なお、粒子の平均粒径は、粒子が粉体の場合には、遠心沈降式粒度分布測定装置(例えば株式会社島津製作所製、「SA-CP3型」)を用いて粉体を測定した等価球形分布における積算体積分率50%の粒径(d50)を平均粒径とすることができる。フィルム、層又は樹脂中の粒子の平均粒径については、10個以上の粒子を走査型電子顕微鏡(SEM)観察して粒子の直径を測定し、その平均値として求めることができる。その際、非球状粒子の場合は、最長径と最短径の平均値を各粒子の直径として測定することができる。
【0047】
本ポリエステルフィルムに粒子を含有させる場合、例えば、表層2,3と中間層1を設けて、表層2,3に粒子を含有させることが好ましい。また、3種3層構造などにより表裏異設計とする場合は、表層2,3のうち少なくとも一方のみに粒子を含有させることも可能である。したがって、前記表層2,3のうち少なくとも一方に粒子を含有させることが好ましく、取り扱い性の観点からは両表層2,3に粒子を含有させることがより好ましい。

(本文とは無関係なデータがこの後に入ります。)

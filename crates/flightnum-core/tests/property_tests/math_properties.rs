// Copyright (c) 2025 Felix Kahle.
//
// Permission is hereby granted, free of charge, to any person obtaining
// a copy of this software and associated documentation files (the
// "Software"), to deal in the Software without restriction, including
// without limitation the rights to use, copy, modify, merge, publish,
// distribute, sublicense, and/or sell copies of the Software, and to
// permit persons to whom the Software is furnished to do so, subject to
// the following conditions:
//
// The above copyright notice and this permission notice shall be
// included in all copies or substantial portions of the Software.
//
// THE SOFTWARE IS PROVIDED "AS IS", WITHOUT WARRANTY OF ANY KIND,
// EXPRESS OR IMPLIED, INCLUDING BUT NOT LIMITED TO THE WARRANTIES OF
// MERCHANTABILITY, FITNESS FOR A PARTICULAR PURPOSE AND
// NONINFRINGEMENT. IN NO EVENT SHALL THE AUTHORS OR COPYRIGHT HOLDERS BE
// LIABLE FOR ANY CLAIM, DAMAGES OR OTHER LIABILITY, WHETHER IN AN ACTION
// OF CONTRACT, TORT OR OTHERWISE, ARISING FROM, OUT OF OR IN CONNECTION
// WITH THE SOFTWARE OR THE USE OR OTHER DEALINGS IN THE SOFTWARE.

//! Property-based tests for the math helpers
//!
//! This module tests:
//! - Alignment rounding brackets the input
//! - Clamping and range tests with bounds in either order
//! - Aggregates against a wide-integer oracle
//! - NaN handling of float min/max
//! - Integer power, root and divisor identities

use super::{clamp_wide, valid};
use flightnum_core::env::HostRepr;
use flightnum_core::math::aggregate::{product_i32, summation_i16};
use flightnum_core::math::align::*;
use flightnum_core::math::bounds::*;
use flightnum_core::math::imath::{gcd_u32, lcm_u32, pow_i16, root_u32};
use flightnum_core::num::ops::kernel::repr_min;
use proptest::prelude::*;

proptest! {
    // =====================================
    // Alignment Properties
    // =====================================

    /// Floor and ceil land on multiples that bracket the value
    #[test]
    fn floor_and_ceil_bracket(v in valid::<i32>(), align in 1i32..=4096) {
        let mut err = false;
        let lo = floor_to_i32(v, align, Some(&mut err));
        let hi = ceil_to_i32(v, align, Some(&mut err));
        prop_assume!(!err);
        prop_assert!(lo <= v && v <= hi);
        prop_assert_eq!(lo % align, 0);
        prop_assert_eq!(hi % align, 0);
        prop_assert!(hi as i64 - lo as i64 <= align as i64);
    }

    /// Rounding picks whichever bracketing multiple is nearer, ties upward
    #[test]
    fn round_picks_nearest(v in any::<u16>(), align in 1u16..=1000) {
        let mut err = false;
        let lo = floor_to_u16(v, align, Some(&mut err));
        let r = round_to_u16(v, align, Some(&mut err));
        prop_assume!(!err);
        let down = (v - lo) as u32;
        let up = align as u32 - down;
        if down == 0 {
            prop_assert_eq!(r, v);
        } else if down < up {
            prop_assert_eq!(r, lo);
        } else {
            prop_assert_eq!(r as u32, lo as u32 + align as u32);
        }
    }

    /// A non-positive alignment leaves the value unchanged and raises the flag
    #[test]
    fn non_positive_alignment(v in valid::<i64>(), align in i64::MIN..=0) {
        let mut err = false;
        prop_assert_eq!(round_to_i64(v, align, Some(&mut err)), v);
        prop_assert!(err);
    }

    // =====================================
    // Bounds Properties
    // =====================================

    /// Clamping ignores bound order and lands inside the range
    #[test]
    fn clamp_is_order_independent(v in any::<i16>(), b1 in any::<i16>(), b2 in any::<i16>()) {
        let c = clamp_i16(v, b1, b2);
        prop_assert_eq!(c, clamp_i16(v, b2, b1));
        prop_assert!(c >= b1.min(b2) && c <= b1.max(b2));
        prop_assert_eq!(in_range_i16(v, b1, b2), c == v);
    }

    /// Slice extremes match the iterator extremes
    #[test]
    fn extremes_match_iterator(values in prop::collection::vec(any::<u32>(), 1..64)) {
        let mut err = false;
        prop_assert_eq!(min_u32(&values, Some(&mut err)), *values.iter().min().unwrap());
        prop_assert_eq!(max_u32(&values, Some(&mut err)), *values.iter().max().unwrap());
        prop_assert!(!err);
    }

    /// NaN entries are skipped by min and max
    #[test]
    fn float_extremes_skip_nan(
        values in prop::collection::vec(-1e9f64..1e9, 1..32),
        at in any::<prop::sample::Index>(),
    ) {
        let mut with_nan = values.clone();
        with_nan.insert(at.index(values.len() + 1), f64::NAN);

        let mut err = false;
        prop_assert_eq!(min_d(&with_nan, Some(&mut err)), min_d(&values, Some(&mut err)));
        prop_assert_eq!(max_d(&with_nan, Some(&mut err)), max_d(&values, Some(&mut err)));
        prop_assert!(!err);
    }

    // =====================================
    // Aggregate Properties
    // =====================================

    /// A sum that reports no error is exact
    #[test]
    fn summation_exact_without_error(values in prop::collection::vec(valid::<i16>(), 0..32)) {
        let mut err = false;
        let got = summation_i16(&values, Some(&mut err));
        let exact: i64 = values.iter().map(|&v| v as i64).sum();
        if !err {
            prop_assert_eq!(got as i64, exact);
        } else {
            prop_assert!(got == i16::MAX || got == repr_min::<HostRepr, i16>());
        }
    }

    /// Positive products flag exactly when the true product is out of range
    #[test]
    fn product_exact_without_error(values in prop::collection::vec(1i32..50, 0..8)) {
        let mut err = false;
        let got = product_i32(&values, Some(&mut err));
        let exact: i128 = values.iter().map(|&v| v as i128).product();
        prop_assert_eq!(err, exact > i32::MAX as i128);
        if !err {
            prop_assert_eq!(got as i128, exact);
        }
    }

    // =====================================
    // Integer Math Properties
    // =====================================

    /// Powers agree with a wide-integer oracle, saturating toward the sign
    #[test]
    fn pow_matches_oracle(v in -50i16..50, n in 0i32..6) {
        let mut err = false;
        let got = pow_i16(v, n, Some(&mut err));
        prop_assert_eq!((got, err), clamp_wide::<i16>((v as i128).pow(n as u32)));
    }

    /// The root is the largest value whose power does not exceed the input
    #[test]
    fn root_brackets_input(v in any::<u32>(), n in 1i32..8) {
        let mut err = false;
        let r = root_u32(v, n, Some(&mut err)) as u128;
        prop_assert!(!err);
        prop_assert!(r.pow(n as u32) <= v as u128);
        prop_assert!((r + 1).pow(n as u32) > v as u128);
    }

    /// `gcd * lcm == a * b` and the divisor divides both operands
    #[test]
    fn gcd_lcm_identity(a in 1u32..10_000, b in 1u32..10_000) {
        let mut err = false;
        let g = gcd_u32(a, b, Some(&mut err));
        let l = lcm_u32(a, b, Some(&mut err));
        prop_assert!(!err);
        prop_assert_eq!((a % g, b % g), (0, 0));
        prop_assert_eq!(g as u64 * l as u64, a as u64 * b as u64);
    }
}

粒子の含有量は、平均粒径にも依存するが、粒子を含有する層において、質量基準で、5000ppm以下であることが好ましく、より好ましくは4000ppm以下、さらに好ましくは3000ppm以下である。かかる範囲であれば、本ポリエステルフィルムの透明性を良好なものとすることができる。粒子を含有しない場合、あるいは粒子の含有量が少ない場合、滑り性が不十分となる場合があるため、当該含有量は50ppm以上であることが好ましく、より好ましくは100ppm以上である。
【0048】
本ポリエステルフィルム中に粒子を添加する方法としては、特に限定されるものではなく、従来公知の方法を採用しうる。例えば、積層構造のポリエステルフィルムであれば、各層を構成するポリエステルを製造する任意の段階において添加することができるが、エステル化又はエステル交換反応終了後、添加するのが好ましい。
【0049】
<その他>
オリゴマー成分の析出量を抑えるために、オリゴマー成分の含有量が少ないポリエステルを原料としてフィルムを製造してもよい。オリゴマー成分の含有量が少ないポリエステルの製造方法としては、種々公知の方法を用いることができ、例えばポリエステル製造後に固相重合する方法等が挙げられる。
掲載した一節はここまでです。